0

Background: I am planning to port a library I have written from C++ to Java. The code deals with lists of size n of d-dimensional points and needs to compute scalar products, etc. I wanted to make my code independent of the storage format of points and introduced to this purpose an interface,

public interface PointSetAccessor
{
  float coord(int p, int c);
}

that allows me to get the c-th coordinate (0 ≤ c < d) of the p-th point (0 ≤ p < n).

Problem: Since the code has to be really fast, I was wondering whether this would slow down the performance, in contrast to a straight access pattern like points[p][c], where points is an array of n arrays, each of which holding the d point coordinates.

Surprisingly, the opposite was the case: the code (see below) is 20% faster with the "indirect" access through a PointSetAccessor. (I measured this using time java -server -XX:+AggressiveOpts -cp bin Speedo and got around 14s for the former and 11s for the latter version.)

Question: Any idea why this is so? Seems like Hotspot decides to optimise more aggressively or has more freedom to do so in the latter version?

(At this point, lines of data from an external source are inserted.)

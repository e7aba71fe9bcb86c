//! # 交互模式
//!
//! 不带子命令运行时，逐项询问操作模式和文件路径。
//! 文件名校验失败时重新询问，最多 [`MAX_PROMPT_ATTEMPTS`] 次。

use crate::cli::{DecodeArgs, EncodeArgs};
use crate::constants::MAX_PROMPT_ATTEMPTS;
use crate::error::StegoError;
use crate::handler::{handle_decode, handle_encode};
use crate::validation::{read_and_validate_decode, read_and_validate_encode};
use anyhow::{Result, bail};
use colored::Colorize;
use dialoguer::{Input, Select};
use std::path::PathBuf;

/// 用户在交互模式中填写完毕的一次操作。
#[derive(Debug, Clone)]
pub enum Request {
    Encode(EncodeArgs),
    Decode(DecodeArgs),
}

impl Request {
    /// 只检查文件名，不做任何 I/O。
    pub fn validate(&self) -> std::result::Result<(), StegoError> {
        match self {
            Self::Encode(args) => {
                read_and_validate_encode(&args.image, &args.secret, args.dest.as_deref())
                    .map(drop)
            }
            Self::Decode(args) => read_and_validate_decode(&args.image, &args.output).map(drop),
        }
    }

    pub fn run(self) -> Result<()> {
        match self {
            Self::Encode(args) => handle_encode(args).map(drop),
            Self::Decode(args) => handle_decode(args).map(drop),
        }
    }
}

/// 运行交互模式：反复询问直到文件名有效或用尽尝试次数，然后执行一次操作。
///
/// 操作本身的失败 (包括隐写图像损坏) 不会触发重新询问。
pub fn run_interactive() -> Result<()> {
    let request = with_retries(MAX_PROMPT_ATTEMPTS, |attempt| {
        if attempt > 1 {
            println!("Please re-enter the details:");
        }
        let request = prompt_request()?;
        request.validate()?;
        Ok(request)
    })?;
    request.run()
}

/// 反复执行 `attempt`，仅当错误是输入无效 (文件名不在允许列表中) 时才重试。
pub fn with_retries<T>(
    max_attempts: usize,
    mut attempt: impl FnMut(usize) -> Result<T>,
) -> Result<T> {
    for n in 1..=max_attempts {
        match attempt(n) {
            Ok(value) => return Ok(value),
            Err(err) if is_invalid_input(&err) => {
                eprintln!("{} {err:#}", "Invalid input:".yellow().bold());
            }
            Err(err) => return Err(err),
        }
    }
    bail!("Giving up after {max_attempts} invalid attempts.")
}

fn is_invalid_input(err: &anyhow::Error) -> bool {
    matches!(
        err.downcast_ref::<StegoError>(),
        Some(StegoError::InvalidExtension { .. })
    )
}

fn prompt_request() -> Result<Request> {
    let mode = Select::new()
        .with_prompt("Mode")
        .items(&["encode", "decode"])
        .default(0)
        .interact()?;

    let image: String = Input::new()
        .with_prompt("Source image file name (.bmp)")
        .interact_text()?;

    if mode == 0 {
        let secret: String = Input::new()
            .with_prompt("Secret file name (.txt, .c, .csv, .sh)")
            .interact_text()?;
        let dest: String = Input::new()
            .with_prompt("Output image file name (empty for default.bmp)")
            .allow_empty(true)
            .interact_text()?;

        Ok(Request::Encode(EncodeArgs {
            image: PathBuf::from(image),
            secret: PathBuf::from(secret),
            dest: (!dest.trim().is_empty()).then(|| PathBuf::from(dest.trim())),
            force: false,
        }))
    } else {
        let output: String = Input::new()
            .with_prompt("Output file name")
            .interact_text()?;

        Ok(Request::Decode(DecodeArgs {
            image: PathBuf::from(image),
            output: PathBuf::from(output),
            force: false,
        }))
    }
}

Code (which computes non-sense):

public class Speedo
{
  public interface PointSetAccessor
  {
    float coord(int p, int c);
  }

  public static final class ArrayPointSetAccessor implements PointSetAccessor
  {
    private final float[][] array;

    public ArrayPointSetAccessor(float[][] array)
    {
      this.array = array;
    }

    public float coord(int point, int dim)
    {
      return array[point][dim];
    }
  }

  public static void main(String[] args)
  {
    final int n = 50000;
    final int d = 10;

    // Generate n points in dimension d
    final java.util.Random r = new java.util.Random(314);
    final float[][] a = new float[n][d];
    for (int i = 0; i < n; ++i)
      for (int j = 0; j < d; ++j)
        a[i][j] = r.nextFloat();

    float result = 0.0f;
    if (true)
    {
      // Direct version
      for (int i = 0; i < n; i++)
        for (int j = i + 1; j < n; ++j)
        {
          float prod = 0.0f;
          for (int k = 0; k < d; ++k)
            prod += a[i][k] * a[j][k];
          result += prod;
        }
    }
    else
    {
      // Accessor-based version
      final PointSetAccessor ac = new ArrayPointSetAccessor(a);
      for (int i = 0; i < n; i++)
        for (int j = i + 1; j < n; ++j)
        {
          result += product(ac, d, i, j);
        }
    }
    System.out.println("result = " + result);
  }

  private final static float product(PointSetAccessor ac, int d, int i, int j)
  {
    float prod = 0.0f;
    for (int k = 0; k < d; ++k)
      prod += ac.coord(i, k) * ac.coord(j, k);
    return prod;
  }
}
Hbf
  • 3,074
  • 3
  • 23
  • 32
  • 2
    Most likely your microbenchmark is simply flawed. Switch the order of testing and direct/indirect and see how much it changes the results. To avoid warmup issues execute the entire test suite at least once before measuring. – Durandal Apr 17 '13 at 16:43
  • True! After extending the program to run the test twice (in the same VM) and measuring CPU time of the second invocation, I do indeed see that _sometimes_ the two variants are equal fast. Sometimes, however, not – in these cases, the `PointSetAccessor` was faster (in my experiments). I have not yet found out why sometimes the "direct" method is slower. Thanks, @Durandal. – Hbf Apr 17 '13 at 22:51
  • Having learnt a bit more about JVM benchmarking in the meantime, one should use something like [JMH](http://java-performance.info/jmh/) for this. – Hbf Oct 24 '15 at 08:56

2 Answers2

5

Such short methods, if they are hot (called more than 10,000 times with default settings), will be inlined by hotspot, so you should not notice a difference of performance (the way you measure performance ignores many effects, such as warm up time for example, which can lead to erroneous results).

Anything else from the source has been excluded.